Earlier studies have indicated that sucrose possesses either co-carcinogenic or tumor-promoter effects in colon carcinogenesis induced by genotoxic carcinogens. In this study we investigated the role of sucrose on diesel exhaust particle (DEP)-induced genotoxicity in the colonic mucosa and liver. Big Blue rats were fed with DEP (0.8 ppm in feed) and/or sucrose (3.45% or 6.85% w/w in feed) for 3 weeks. DEP increased both DNA strand breaks and DNA adducts in colon. Interestingly, sucrose also increased the level of bulky DNA adducts in colon. DEP and sucrose had no effect on DNA strand-breaks and DNA adducts in liver. DEP and sucrose treatment did not have any effect on mutation frequency in colon and liver.
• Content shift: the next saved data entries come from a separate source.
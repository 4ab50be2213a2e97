//! Raw-mode / alternate-screen setup that is undone on drop and on panic.

use crossterm::cursor::{Hide, Show};
use crossterm::execute;
use crossterm::terminal::{
    disable_raw_mode, enable_raw_mode, EnterAlternateScreen, LeaveAlternateScreen,
};
use ratatui::backend::CrosstermBackend;
use ratatui::Terminal;
use std::io::{self, Stdout};
use std::sync::atomic::{AtomicBool, Ordering};
use std::sync::Arc;

pub type Tui = Terminal<CrosstermBackend<Stdout>>;

/// Leaves the alternate screen exactly once, on drop or on panic.
pub struct TerminalGuard {
    restored: Arc<AtomicBool>,
}

impl TerminalGuard {
    fn arm() -> Self {
        let restored = Arc::new(AtomicBool::new(false));

        let hook_flag = Arc::clone(&restored);
        let previous = std::panic::take_hook();
        std::panic::set_hook(Box::new(move |info| {
            restore_once(&hook_flag);
            previous(info);
        }));

        Self { restored }
    }
}

impl Drop for TerminalGuard {
    fn drop(&mut self) {
        restore_once(&self.restored);
    }
}

fn restore_once(flag: &AtomicBool) {
    if flag.swap(true, Ordering::SeqCst) {
        return;
    }
    // Best effort: the terminal may already be gone.
    let _ = disable_raw_mode();
    let _ = execute!(io::stdout(), LeaveAlternateScreen, Show);
}

/// Enter raw mode on the alternate screen and build the ratatui terminal.
pub fn setup_terminal() -> io::Result<(Tui, TerminalGuard)> {
    enable_raw_mode()?;
    let guard = TerminalGuard::arm();
    execute!(io::stdout(), EnterAlternateScreen, Hide)?;

    let terminal = Terminal::new(CrosstermBackend::new(io::stdout()))?;
    Ok((terminal, guard))
}
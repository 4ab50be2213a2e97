use crossterm::event::{self, Event, KeyEvent, KeyEventKind};
use std::sync::mpsc::{channel, Receiver, RecvTimeoutError, Sender};
use std::thread;
use std::time::{Duration, Instant};

use crate::controller::GenerationOutcome;

pub enum AppEvent {
    Key(KeyEvent),
    Tick,
    Resize(u16, u16),
    /// A generation task finished on the runtime.
    Generation(GenerationOutcome),
}

/// Single queue for terminal input, ticks and background results.
///
/// Terminal input is read on a dedicated thread that stops once the queue's
/// receiver is dropped.
pub struct EventHandler {
    queue: Receiver<AppEvent>,
    producer: Sender<AppEvent>,
}

impl EventHandler {
    pub fn new(tick_rate: Duration) -> Self {
        let (producer, queue) = channel();
        let input_tx = producer.clone();

        let spawned = thread::Builder::new()
            .name("terminal-input".to_string())
            .spawn(move || read_terminal(input_tx, tick_rate));
        if let Err(err) = spawned {
            tracing::error!(error = %err, "Failed to start terminal input thread");
        }

        Self { queue, producer }
    }

    pub fn next(&self, timeout: Duration) -> Result<AppEvent, RecvTimeoutError> {
        self.queue.recv_timeout(timeout)
    }

    /// Handle for background tasks that report back to the UI loop.
    pub fn sender(&self) -> Sender<AppEvent> {
        self.producer.clone()
    }
}

fn read_terminal(tx: Sender<AppEvent>, tick_rate: Duration) {
    let mut next_tick = Instant::now() + tick_rate;
    loop {
        let wait = next_tick.saturating_duration_since(Instant::now());
        match event::poll(wait) {
            Ok(true) => match event::read() {
                Ok(ev) => {
                    if let Some(app_event) = translate(ev) {
                        if tx.send(app_event).is_err() {
                            return;
                        }
                    }
                }
                Err(err) => {
                    tracing::error!(error = %err, "Terminal read failed");
                    return;
                }
            },
            Ok(false) => {}
            Err(err) => {
                tracing::error!(error = %err, "Terminal poll failed");
                return;
            }
        }

        if Instant::now() >= next_tick {
            if tx.send(AppEvent::Tick).is_err() {
                return;
            }
            next_tick = Instant::now() + tick_rate;
        }
    }
}

fn translate(ev: Event) -> Option<AppEvent> {
    match ev {
        Event::Key(key) if key.kind == KeyEventKind::Press => Some(AppEvent::Key(key)),
        Event::Resize(cols, rows) => Some(AppEvent::Resize(cols, rows)),
        _ => None,
    }
}
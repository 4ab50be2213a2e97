use crate::share::ShareOutcome;
use crate::ui::mvi::Reducer;

use super::intent::NamesIntent;
use super::state::{NamesState, Notification, COPIED_MESSAGE, COPY_FAILED_MESSAGE};

/// Reducer for generated names, favorites and notifications.
pub struct NamesReducer;

impl Reducer for NamesReducer {
    type State = NamesState;
    type Intent = NamesIntent;

    fn reduce(mut state: Self::State, intent: Self::Intent) -> Self::State {
        match intent {
            NamesIntent::GenerateRequested { request_id } => {
                // Resubmission is disabled while a request is in flight.
                if state.is_loading {
                    return state;
                }
                state.is_loading = true;
                state.error = None;
                state.generated.clear();
                state.active_request = Some(request_id);
                state
            }

            NamesIntent::GenerationSucceeded { request_id, names } => {
                if state.active_request != Some(request_id) {
                    return state;
                }
                state.generated = names;
                state.is_loading = false;
                state.active_request = None;
                state
            }

            NamesIntent::GenerationFailed {
                request_id,
                message,
            } => {
                if state.active_request != Some(request_id) {
                    return state;
                }
                state.error = Some(message);
                state.is_loading = false;
                state.active_request = None;
                state
            }

            NamesIntent::FavoritesLoaded { favorites } => {
                state.favorites = favorites;
                state
            }

            NamesIntent::ToggleFavorite { record } => {
                if state.is_favorite(&record) {
                    state.favorites.retain(|fav| !fav.same_name(&record));
                } else {
                    state.favorites.push(record);
                }
                state
            }

            NamesIntent::ShareFinished {
                outcome,
                expires_at,
            } => {
                let message = match outcome {
                    ShareOutcome::Copied => COPIED_MESSAGE,
                    ShareOutcome::CopyFailed => COPY_FAILED_MESSAGE,
                    ShareOutcome::Shared | ShareOutcome::NativeFailed => return state,
                };
                state.notification = Some(Notification {
                    message: message.to_string(),
                    expires_at,
                });
                state
            }

            NamesIntent::Tick { now } => {
                if state
                    .notification
                    .as_ref()
                    .is_some_and(|n| n.expires_at <= now)
                {
                    state.notification = None;
                }
                state
            }
        }
    }
}
//! Core data types shared by the generation pipeline, the state controller
//! and persistence.

use serde::{Deserialize, Serialize};
use thiserror::Error;

/// A generated name with its meaning and an illustrative image reference.
///
/// Identity is the `name` field: favorites and duplicate checks compare
/// names only, so two records with the same name are treated as one.
#[derive(Debug, Clone, PartialEq, Eq, Serialize, Deserialize)]
#[serde(rename_all = "camelCase")]
pub struct NameRecord {
    pub name: String,
    pub meaning: String,
    /// Data URI or remote URL.
    pub image_url: String,
}

impl NameRecord {
    pub fn new(
        name: impl Into<String>,
        meaning: impl Into<String>,
        image_url: impl Into<String>,
    ) -> Self {
        Self {
            name: name.into(),
            meaning: meaning.into(),
            image_url: image_url.into(),
        }
    }

    /// Name-based identity check.
    pub fn same_name(&self, other: &NameRecord) -> bool {
        self.name == other.name
    }
}

/// Input rejected before anything is sent upstream.
#[derive(Debug, Clone, PartialEq, Eq, Error)]
pub enum ValidationError {
    #[error("Both fields are required.")]
    MissingField,

    #[error("Please enter a single valid letter.")]
    InvalidLetter,
}

/// Validated generation input.
#[derive(Debug, Clone, PartialEq, Eq)]
pub struct RequestParameters {
    culture: String,
    starting_letter: char,
}

impl RequestParameters {
    /// Validate raw form input.
    ///
    /// The culture is trimmed and must be non-empty. The letter must be
    /// exactly one ASCII alphabetic character in either case; it is stored
    /// uppercased.
    pub fn new(culture: &str, letter: &str) -> Result<Self, ValidationError> {
        let culture = culture.trim();
        let letter = letter.trim();
        if culture.is_empty() || letter.is_empty() {
            return Err(ValidationError::MissingField);
        }

        let mut chars = letter.chars();
        let (Some(ch), None) = (chars.next(), chars.next()) else {
            return Err(ValidationError::InvalidLetter);
        };
        if !ch.is_ascii_alphabetic() {
            return Err(ValidationError::InvalidLetter);
        }

        Ok(Self {
            culture: culture.to_string(),
            starting_letter: ch.to_ascii_uppercase(),
        })
    }

    pub fn culture(&self) -> &str {
        &self.culture
    }

    pub fn starting_letter(&self) -> char {
        self.starting_letter
    }
}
Oxidative DNA damage detected as 8-oxodG (8-oxo-7,8-dihydro-2'-deoxyguanosine) and endonuclease III or formamidopyrimidine DNA glycosylase sensitive sites was unaltered in colon and liver. The mRNA expression levels of the DNA repair enzymes N-methylpurine DNA glycosylase ( MPG), 8-oxoguanine DNA glycosylase ( OGG1) and ERCC1 (part of the nucleotide excision repair complex) measured by reverse transcription-polymerase chain reaction were increased in liver by DEP feeding. In colon, expression was unaffected by DEP or sucrose feeding. Among biomarkers of oxidative stress, including vitamin C, malondialdehyde and protein oxidations (gamma-glutamyl semialdehyde and 2-amino adipic semialdehyde) in plasma and liver, only malondialdehyde was increased in plasma by sucrose/DEP feeding. In conclusion, sucrose feeding did not increase DEP-induced DNA damage in colon or liver.